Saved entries
^^^^

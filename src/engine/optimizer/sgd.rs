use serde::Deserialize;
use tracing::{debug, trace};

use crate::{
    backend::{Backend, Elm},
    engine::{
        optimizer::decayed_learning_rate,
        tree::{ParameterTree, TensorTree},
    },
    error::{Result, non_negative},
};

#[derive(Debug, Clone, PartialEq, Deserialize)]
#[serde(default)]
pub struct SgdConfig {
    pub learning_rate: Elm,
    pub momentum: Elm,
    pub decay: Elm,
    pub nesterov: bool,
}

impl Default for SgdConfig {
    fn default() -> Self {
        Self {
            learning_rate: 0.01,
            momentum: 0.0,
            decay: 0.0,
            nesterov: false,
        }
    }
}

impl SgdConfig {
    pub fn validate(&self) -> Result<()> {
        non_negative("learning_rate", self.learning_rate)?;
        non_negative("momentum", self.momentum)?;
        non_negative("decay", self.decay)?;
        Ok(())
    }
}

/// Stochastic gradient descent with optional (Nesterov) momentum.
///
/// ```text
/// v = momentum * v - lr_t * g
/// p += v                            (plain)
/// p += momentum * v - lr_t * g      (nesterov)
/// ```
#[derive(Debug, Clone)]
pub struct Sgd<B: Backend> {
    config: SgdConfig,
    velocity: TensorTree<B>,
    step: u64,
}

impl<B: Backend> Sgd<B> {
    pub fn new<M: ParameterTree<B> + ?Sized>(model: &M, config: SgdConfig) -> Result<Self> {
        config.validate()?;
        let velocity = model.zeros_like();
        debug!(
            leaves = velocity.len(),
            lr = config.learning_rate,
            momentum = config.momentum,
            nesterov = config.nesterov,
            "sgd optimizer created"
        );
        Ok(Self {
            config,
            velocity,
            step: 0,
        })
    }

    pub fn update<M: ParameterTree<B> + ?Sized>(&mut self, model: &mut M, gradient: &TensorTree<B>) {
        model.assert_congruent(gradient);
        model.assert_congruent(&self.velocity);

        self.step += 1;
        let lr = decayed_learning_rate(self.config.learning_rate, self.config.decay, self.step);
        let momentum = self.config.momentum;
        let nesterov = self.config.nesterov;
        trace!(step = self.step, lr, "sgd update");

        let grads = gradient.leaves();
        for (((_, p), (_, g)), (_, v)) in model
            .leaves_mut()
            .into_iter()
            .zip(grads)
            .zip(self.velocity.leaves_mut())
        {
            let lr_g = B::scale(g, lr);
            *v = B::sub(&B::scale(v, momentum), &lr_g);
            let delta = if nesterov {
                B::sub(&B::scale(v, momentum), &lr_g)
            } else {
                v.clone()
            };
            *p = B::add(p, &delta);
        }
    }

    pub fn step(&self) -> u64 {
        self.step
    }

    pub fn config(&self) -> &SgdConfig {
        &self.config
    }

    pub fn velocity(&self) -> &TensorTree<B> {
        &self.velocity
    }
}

^^^^

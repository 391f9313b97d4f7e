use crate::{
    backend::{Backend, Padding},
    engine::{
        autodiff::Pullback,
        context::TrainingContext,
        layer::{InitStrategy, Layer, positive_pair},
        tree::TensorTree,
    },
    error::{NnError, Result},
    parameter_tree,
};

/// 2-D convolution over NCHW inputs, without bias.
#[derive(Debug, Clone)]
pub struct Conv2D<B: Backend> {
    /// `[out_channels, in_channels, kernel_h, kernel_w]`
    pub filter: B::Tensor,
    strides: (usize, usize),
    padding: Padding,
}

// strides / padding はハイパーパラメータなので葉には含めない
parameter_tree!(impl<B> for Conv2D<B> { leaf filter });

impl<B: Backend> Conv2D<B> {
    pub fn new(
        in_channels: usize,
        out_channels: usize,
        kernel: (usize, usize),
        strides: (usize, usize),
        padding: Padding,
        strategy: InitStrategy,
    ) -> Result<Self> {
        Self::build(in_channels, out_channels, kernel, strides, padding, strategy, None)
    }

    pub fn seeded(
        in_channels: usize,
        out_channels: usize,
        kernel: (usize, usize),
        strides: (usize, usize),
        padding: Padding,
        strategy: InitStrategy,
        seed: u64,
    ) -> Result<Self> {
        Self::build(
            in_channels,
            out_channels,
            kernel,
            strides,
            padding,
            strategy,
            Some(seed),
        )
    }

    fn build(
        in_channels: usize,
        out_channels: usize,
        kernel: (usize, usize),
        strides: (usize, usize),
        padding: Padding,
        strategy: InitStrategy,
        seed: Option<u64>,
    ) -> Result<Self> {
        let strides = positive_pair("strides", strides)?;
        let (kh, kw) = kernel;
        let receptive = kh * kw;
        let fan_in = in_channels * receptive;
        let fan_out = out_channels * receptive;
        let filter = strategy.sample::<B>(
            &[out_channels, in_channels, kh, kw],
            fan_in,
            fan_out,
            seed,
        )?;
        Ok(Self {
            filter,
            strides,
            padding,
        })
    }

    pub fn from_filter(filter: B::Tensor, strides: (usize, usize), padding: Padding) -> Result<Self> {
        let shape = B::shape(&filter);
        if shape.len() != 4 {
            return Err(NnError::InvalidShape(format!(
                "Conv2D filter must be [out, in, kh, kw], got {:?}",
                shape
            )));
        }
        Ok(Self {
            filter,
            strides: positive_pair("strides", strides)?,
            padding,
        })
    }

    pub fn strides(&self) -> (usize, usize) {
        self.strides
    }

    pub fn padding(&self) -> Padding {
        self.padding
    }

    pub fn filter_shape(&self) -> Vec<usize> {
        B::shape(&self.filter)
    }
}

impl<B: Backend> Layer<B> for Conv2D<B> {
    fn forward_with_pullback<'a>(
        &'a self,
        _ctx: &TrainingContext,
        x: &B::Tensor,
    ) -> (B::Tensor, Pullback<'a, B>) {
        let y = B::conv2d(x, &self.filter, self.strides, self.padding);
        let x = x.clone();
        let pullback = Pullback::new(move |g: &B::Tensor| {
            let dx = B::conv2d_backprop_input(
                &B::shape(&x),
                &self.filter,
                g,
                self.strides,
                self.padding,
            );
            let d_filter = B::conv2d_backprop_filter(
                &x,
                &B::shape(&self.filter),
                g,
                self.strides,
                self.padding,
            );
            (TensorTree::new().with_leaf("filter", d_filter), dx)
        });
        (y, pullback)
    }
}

^^^^

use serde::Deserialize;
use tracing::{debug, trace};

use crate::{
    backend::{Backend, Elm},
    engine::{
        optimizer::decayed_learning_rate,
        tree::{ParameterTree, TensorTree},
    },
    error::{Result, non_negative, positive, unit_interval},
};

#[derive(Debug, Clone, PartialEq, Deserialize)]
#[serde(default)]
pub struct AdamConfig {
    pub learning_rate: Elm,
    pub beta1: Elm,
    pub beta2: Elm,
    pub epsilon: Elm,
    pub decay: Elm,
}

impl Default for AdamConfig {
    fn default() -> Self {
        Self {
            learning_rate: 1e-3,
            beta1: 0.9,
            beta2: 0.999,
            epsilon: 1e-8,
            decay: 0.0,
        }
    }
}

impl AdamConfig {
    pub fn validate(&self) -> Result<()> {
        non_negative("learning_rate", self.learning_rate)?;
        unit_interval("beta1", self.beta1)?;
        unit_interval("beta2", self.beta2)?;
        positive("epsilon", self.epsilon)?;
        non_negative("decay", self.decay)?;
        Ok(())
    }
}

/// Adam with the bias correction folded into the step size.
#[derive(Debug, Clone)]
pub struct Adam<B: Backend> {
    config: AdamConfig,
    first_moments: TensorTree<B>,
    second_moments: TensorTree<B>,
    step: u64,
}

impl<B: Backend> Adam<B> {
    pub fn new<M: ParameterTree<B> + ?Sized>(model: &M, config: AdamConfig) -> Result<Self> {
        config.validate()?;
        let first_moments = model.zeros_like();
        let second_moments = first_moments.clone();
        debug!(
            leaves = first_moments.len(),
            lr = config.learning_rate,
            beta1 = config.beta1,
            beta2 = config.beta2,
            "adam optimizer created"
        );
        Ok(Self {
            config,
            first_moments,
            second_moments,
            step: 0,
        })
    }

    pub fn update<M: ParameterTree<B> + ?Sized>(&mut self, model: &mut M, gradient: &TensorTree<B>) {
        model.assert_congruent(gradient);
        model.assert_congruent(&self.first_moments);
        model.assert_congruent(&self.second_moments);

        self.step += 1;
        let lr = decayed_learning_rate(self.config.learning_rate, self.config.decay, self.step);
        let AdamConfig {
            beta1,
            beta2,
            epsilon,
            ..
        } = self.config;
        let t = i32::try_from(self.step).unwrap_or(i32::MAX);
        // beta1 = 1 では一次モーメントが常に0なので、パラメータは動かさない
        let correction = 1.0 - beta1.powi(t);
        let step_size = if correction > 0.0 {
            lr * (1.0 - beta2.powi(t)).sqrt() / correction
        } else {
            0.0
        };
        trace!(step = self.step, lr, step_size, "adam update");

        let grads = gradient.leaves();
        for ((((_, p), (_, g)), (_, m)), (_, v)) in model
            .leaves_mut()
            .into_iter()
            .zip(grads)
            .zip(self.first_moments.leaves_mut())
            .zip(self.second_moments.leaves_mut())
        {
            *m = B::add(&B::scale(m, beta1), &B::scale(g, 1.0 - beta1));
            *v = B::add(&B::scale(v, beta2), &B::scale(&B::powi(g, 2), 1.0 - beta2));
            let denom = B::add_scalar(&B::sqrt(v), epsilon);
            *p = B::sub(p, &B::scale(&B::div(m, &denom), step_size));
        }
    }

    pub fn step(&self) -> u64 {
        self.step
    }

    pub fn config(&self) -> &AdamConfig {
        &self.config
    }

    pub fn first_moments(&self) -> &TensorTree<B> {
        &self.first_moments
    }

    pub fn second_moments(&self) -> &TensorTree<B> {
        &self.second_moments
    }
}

^^^^

● Exercise objective:
Look above for the line with "beta1 = 1 では一次モーメントが常に0なので、パラメータは動かさない" and the line with "let denom = B::add_scalar(&B::sqrt(v), epsilon);"; transcribe both and all lines in between, exactly, and nothing else.

● The answer:
        // beta1 = 1 では一次モーメントが常に0なので、パラメータは動かさない
        let correction = 1.0 - beta1.powi(t);
        let step_size = if correction > 0.0 {
            lr * (1.0 - beta2.powi(t)).sqrt() / correction
        } else {
            0.0
        };
        trace!(step = self.step, lr, step_size, "adam update");

        let grads = gradient.leaves();
        for ((((_, p), (_, g)), (_, m)), (_, v)) in model
            .leaves_mut()
            .into_iter()
            .zip(grads)
            .zip(self.first_moments.leaves_mut())
            .zip(self.second_moments.leaves_mut())
        {
            *m = B::add(&B::scale(m, beta1), &B::scale(g, 1.0 - beta1));
            *v = B::add(&B::scale(v, beta2), &B::scale(&B::powi(g, 2), 1.0 - beta2));
            let denom = B::add_scalar(&B::sqrt(v), epsilon);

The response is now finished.